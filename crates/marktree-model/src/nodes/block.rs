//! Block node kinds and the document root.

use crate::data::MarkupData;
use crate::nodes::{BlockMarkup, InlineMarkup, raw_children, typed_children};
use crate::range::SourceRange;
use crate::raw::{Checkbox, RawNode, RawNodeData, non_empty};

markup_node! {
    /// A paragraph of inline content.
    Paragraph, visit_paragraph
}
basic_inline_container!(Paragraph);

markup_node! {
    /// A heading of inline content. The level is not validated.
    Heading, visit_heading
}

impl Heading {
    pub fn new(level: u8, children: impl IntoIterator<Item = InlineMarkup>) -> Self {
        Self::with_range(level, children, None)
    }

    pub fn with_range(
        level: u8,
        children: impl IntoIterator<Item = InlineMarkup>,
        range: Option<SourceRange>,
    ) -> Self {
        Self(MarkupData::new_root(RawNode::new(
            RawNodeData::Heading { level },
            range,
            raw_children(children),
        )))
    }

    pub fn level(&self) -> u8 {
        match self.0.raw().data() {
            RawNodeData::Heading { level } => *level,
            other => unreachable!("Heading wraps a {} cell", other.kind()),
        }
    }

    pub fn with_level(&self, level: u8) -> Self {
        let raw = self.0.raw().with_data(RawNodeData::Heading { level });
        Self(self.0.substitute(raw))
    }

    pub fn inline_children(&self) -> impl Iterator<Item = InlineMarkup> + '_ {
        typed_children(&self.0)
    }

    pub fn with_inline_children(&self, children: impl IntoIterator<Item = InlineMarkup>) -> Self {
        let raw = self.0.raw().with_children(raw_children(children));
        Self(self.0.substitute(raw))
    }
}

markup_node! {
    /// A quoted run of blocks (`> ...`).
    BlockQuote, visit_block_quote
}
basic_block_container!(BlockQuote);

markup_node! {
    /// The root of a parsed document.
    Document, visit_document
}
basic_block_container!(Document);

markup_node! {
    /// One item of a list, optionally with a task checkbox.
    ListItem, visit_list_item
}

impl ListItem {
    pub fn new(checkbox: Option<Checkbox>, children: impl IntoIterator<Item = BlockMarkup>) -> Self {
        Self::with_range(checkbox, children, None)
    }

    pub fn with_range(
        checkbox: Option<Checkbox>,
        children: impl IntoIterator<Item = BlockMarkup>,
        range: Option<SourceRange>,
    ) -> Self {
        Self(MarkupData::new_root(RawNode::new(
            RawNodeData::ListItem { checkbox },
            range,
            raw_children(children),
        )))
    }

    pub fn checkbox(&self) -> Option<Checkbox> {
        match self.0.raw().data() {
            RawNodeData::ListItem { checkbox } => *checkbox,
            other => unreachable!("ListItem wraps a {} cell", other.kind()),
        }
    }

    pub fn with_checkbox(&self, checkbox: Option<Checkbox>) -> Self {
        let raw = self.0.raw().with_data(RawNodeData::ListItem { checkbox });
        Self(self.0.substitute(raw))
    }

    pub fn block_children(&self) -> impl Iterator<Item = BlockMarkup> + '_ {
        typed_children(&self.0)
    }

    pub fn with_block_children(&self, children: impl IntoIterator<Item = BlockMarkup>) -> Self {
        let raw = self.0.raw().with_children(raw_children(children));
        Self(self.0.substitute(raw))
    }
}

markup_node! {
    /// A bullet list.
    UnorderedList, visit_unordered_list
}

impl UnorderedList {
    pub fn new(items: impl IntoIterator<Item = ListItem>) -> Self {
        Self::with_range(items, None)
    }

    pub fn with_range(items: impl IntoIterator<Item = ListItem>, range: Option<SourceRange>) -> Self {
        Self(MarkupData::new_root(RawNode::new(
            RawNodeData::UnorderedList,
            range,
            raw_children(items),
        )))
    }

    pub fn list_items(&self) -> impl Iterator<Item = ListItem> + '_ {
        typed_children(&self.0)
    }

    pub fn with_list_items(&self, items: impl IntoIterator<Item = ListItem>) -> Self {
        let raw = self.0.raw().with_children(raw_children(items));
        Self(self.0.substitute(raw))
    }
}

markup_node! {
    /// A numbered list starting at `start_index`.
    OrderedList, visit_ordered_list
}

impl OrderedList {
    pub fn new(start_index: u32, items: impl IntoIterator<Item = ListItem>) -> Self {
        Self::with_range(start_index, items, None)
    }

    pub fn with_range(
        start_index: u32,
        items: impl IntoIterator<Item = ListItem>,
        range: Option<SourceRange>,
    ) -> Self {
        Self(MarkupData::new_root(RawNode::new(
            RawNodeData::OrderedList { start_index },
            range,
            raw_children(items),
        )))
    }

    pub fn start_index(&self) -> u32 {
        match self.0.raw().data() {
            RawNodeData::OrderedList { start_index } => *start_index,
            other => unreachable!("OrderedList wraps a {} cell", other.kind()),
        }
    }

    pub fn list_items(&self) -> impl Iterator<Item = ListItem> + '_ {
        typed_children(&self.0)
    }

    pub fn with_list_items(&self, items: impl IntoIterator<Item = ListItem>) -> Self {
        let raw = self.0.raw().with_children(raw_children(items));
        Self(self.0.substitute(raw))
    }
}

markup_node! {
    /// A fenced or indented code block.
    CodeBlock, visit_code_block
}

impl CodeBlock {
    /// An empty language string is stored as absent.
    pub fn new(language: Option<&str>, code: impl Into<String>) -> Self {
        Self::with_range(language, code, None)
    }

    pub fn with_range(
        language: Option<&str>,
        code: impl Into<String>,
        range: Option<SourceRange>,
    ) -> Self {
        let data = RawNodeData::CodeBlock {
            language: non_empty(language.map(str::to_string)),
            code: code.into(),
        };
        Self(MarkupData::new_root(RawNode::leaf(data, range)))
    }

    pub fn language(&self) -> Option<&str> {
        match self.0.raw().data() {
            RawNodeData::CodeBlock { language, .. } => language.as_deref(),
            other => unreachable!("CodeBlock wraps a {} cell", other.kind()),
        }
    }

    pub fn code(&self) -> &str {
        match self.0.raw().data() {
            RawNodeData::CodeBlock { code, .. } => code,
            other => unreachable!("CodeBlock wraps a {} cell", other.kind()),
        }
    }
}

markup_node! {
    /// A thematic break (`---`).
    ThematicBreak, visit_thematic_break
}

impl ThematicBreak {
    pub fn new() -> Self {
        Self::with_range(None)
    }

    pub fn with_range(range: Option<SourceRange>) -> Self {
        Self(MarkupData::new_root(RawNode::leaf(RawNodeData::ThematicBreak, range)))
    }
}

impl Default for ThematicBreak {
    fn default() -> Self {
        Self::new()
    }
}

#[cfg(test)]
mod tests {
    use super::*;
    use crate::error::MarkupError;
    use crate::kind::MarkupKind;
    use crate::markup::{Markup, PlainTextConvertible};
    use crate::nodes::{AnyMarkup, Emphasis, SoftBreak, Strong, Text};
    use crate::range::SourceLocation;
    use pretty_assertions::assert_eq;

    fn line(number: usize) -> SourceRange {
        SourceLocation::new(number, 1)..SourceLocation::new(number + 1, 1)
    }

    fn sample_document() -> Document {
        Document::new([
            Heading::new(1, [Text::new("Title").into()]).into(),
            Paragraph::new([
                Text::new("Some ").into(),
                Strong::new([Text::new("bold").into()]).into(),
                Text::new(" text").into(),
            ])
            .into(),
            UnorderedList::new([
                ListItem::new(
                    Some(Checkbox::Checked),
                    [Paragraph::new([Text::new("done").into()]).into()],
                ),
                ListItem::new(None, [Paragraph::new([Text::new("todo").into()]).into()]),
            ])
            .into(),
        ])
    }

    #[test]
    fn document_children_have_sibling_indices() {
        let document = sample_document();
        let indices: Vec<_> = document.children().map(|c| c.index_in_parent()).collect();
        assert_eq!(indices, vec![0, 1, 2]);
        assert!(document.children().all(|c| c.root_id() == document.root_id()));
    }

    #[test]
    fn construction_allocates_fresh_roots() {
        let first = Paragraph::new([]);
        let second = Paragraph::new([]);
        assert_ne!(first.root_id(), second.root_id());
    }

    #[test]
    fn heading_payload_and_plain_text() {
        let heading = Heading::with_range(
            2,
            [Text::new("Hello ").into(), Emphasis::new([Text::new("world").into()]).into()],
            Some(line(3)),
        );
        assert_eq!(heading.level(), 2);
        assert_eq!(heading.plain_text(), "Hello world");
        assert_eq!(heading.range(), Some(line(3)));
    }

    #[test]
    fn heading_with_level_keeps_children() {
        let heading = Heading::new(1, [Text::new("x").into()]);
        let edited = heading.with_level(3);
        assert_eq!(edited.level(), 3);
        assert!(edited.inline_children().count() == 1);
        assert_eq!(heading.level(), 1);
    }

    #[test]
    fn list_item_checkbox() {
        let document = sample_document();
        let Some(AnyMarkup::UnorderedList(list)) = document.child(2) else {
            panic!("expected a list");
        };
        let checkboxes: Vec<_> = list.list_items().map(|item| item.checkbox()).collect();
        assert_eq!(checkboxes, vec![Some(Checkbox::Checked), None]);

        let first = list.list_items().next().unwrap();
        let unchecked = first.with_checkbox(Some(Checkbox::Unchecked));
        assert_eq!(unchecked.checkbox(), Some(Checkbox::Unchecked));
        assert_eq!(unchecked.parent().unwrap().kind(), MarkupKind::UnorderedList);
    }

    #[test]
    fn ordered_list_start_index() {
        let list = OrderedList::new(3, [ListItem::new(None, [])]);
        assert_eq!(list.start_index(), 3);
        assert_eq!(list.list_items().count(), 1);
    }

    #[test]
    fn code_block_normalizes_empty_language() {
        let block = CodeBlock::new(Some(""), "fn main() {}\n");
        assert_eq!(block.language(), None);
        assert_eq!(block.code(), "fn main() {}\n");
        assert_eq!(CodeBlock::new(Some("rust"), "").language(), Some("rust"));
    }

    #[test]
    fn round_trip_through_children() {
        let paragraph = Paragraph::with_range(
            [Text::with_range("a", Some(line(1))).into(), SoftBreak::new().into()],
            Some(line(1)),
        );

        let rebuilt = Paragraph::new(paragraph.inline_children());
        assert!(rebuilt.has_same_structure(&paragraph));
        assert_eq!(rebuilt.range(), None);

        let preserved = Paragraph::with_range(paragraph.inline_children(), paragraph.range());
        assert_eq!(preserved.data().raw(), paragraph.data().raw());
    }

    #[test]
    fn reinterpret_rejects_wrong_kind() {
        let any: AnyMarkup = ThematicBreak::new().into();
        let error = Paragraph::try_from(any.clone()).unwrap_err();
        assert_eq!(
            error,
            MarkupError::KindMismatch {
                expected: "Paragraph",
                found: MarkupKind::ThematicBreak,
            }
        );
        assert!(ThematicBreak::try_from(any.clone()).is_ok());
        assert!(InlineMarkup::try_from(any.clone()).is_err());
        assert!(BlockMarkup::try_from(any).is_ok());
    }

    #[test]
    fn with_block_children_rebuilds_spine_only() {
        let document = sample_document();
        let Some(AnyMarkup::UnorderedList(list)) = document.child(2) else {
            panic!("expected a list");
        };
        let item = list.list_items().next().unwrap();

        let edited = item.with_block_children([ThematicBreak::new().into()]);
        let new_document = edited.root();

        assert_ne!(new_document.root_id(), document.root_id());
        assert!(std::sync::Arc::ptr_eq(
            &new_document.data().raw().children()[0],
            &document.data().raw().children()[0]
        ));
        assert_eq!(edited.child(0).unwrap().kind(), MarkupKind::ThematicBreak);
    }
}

☆ ☆ ☆ ☆ ☆ ☆ ☆

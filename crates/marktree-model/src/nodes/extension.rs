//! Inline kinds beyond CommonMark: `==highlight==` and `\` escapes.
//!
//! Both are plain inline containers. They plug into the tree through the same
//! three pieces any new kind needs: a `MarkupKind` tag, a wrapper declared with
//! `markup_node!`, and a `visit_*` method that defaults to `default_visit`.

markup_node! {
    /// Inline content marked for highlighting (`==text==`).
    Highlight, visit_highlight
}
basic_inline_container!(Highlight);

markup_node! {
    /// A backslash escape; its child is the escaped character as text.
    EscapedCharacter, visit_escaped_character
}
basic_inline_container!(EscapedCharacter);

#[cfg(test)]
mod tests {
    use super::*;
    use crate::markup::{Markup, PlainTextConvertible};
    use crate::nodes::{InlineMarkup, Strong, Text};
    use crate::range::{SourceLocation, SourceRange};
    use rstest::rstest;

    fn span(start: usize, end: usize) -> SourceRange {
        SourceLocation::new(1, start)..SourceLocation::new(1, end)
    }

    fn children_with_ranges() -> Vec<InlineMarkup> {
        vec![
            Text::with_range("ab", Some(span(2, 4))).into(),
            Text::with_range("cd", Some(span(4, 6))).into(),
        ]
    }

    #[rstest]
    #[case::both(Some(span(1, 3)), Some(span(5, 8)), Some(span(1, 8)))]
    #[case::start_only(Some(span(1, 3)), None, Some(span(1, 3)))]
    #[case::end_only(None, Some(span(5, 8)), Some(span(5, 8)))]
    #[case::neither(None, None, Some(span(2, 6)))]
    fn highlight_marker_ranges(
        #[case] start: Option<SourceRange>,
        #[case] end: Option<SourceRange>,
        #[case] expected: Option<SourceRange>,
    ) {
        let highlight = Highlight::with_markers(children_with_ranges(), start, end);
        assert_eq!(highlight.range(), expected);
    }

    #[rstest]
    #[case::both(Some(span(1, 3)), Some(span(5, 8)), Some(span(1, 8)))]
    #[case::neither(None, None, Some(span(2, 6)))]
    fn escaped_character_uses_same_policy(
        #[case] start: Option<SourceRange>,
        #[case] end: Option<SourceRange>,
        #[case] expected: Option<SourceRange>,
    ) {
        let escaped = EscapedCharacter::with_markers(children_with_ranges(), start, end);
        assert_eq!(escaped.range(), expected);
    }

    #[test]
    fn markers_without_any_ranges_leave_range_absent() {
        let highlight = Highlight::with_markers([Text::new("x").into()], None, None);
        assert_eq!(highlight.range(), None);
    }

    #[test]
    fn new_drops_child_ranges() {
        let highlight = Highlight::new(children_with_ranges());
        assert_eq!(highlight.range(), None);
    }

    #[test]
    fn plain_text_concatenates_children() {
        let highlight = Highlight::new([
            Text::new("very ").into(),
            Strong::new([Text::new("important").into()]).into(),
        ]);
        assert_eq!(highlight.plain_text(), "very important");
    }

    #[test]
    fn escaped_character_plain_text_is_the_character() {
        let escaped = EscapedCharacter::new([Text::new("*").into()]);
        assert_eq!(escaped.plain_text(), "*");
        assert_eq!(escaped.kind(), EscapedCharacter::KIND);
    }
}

☆ ☆ ☆ ☆ ☆ ☆ ☆

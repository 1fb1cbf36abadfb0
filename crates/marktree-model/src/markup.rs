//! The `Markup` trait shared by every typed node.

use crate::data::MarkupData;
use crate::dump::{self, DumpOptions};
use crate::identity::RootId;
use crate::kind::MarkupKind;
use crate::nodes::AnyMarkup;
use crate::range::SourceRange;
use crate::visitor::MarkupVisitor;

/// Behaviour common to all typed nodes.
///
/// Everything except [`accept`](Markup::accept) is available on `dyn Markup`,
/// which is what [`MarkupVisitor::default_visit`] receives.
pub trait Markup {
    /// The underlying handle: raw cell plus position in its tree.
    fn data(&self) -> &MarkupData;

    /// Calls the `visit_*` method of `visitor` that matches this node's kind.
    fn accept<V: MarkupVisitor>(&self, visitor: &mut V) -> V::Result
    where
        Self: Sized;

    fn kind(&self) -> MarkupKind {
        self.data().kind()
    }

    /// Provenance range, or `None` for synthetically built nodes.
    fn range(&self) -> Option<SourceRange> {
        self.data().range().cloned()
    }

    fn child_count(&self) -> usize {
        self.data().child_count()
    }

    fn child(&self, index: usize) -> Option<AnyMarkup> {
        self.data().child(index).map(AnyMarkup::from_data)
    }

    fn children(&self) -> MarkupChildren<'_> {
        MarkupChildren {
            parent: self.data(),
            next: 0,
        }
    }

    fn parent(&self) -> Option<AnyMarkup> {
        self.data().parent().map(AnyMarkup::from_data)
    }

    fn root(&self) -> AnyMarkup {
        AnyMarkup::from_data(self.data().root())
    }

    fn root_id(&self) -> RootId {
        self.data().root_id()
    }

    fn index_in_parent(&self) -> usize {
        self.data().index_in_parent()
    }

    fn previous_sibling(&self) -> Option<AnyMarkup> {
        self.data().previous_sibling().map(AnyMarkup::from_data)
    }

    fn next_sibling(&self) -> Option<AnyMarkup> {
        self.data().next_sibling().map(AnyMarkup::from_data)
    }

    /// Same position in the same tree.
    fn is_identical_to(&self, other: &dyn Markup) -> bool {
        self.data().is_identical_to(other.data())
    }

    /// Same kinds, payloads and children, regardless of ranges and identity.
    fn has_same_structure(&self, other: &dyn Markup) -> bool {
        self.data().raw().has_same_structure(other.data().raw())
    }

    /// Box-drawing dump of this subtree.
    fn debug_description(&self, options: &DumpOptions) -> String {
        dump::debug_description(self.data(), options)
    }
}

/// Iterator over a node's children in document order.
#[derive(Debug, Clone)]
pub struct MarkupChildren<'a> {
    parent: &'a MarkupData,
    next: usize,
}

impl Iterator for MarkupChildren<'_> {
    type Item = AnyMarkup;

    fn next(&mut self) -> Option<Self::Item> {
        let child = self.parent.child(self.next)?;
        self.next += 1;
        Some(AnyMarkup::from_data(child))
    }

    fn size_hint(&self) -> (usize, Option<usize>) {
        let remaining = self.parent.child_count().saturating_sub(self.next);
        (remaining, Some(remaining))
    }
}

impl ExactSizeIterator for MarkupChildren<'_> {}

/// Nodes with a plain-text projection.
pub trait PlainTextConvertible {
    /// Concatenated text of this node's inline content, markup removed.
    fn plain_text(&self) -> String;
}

☆ ☆ ☆ ☆ ☆ ☆ ☆

- [What you are asked to do]:
Whenever a line holds "model", it counts; state the total for the records and add nothing.

- [The completed task]:
3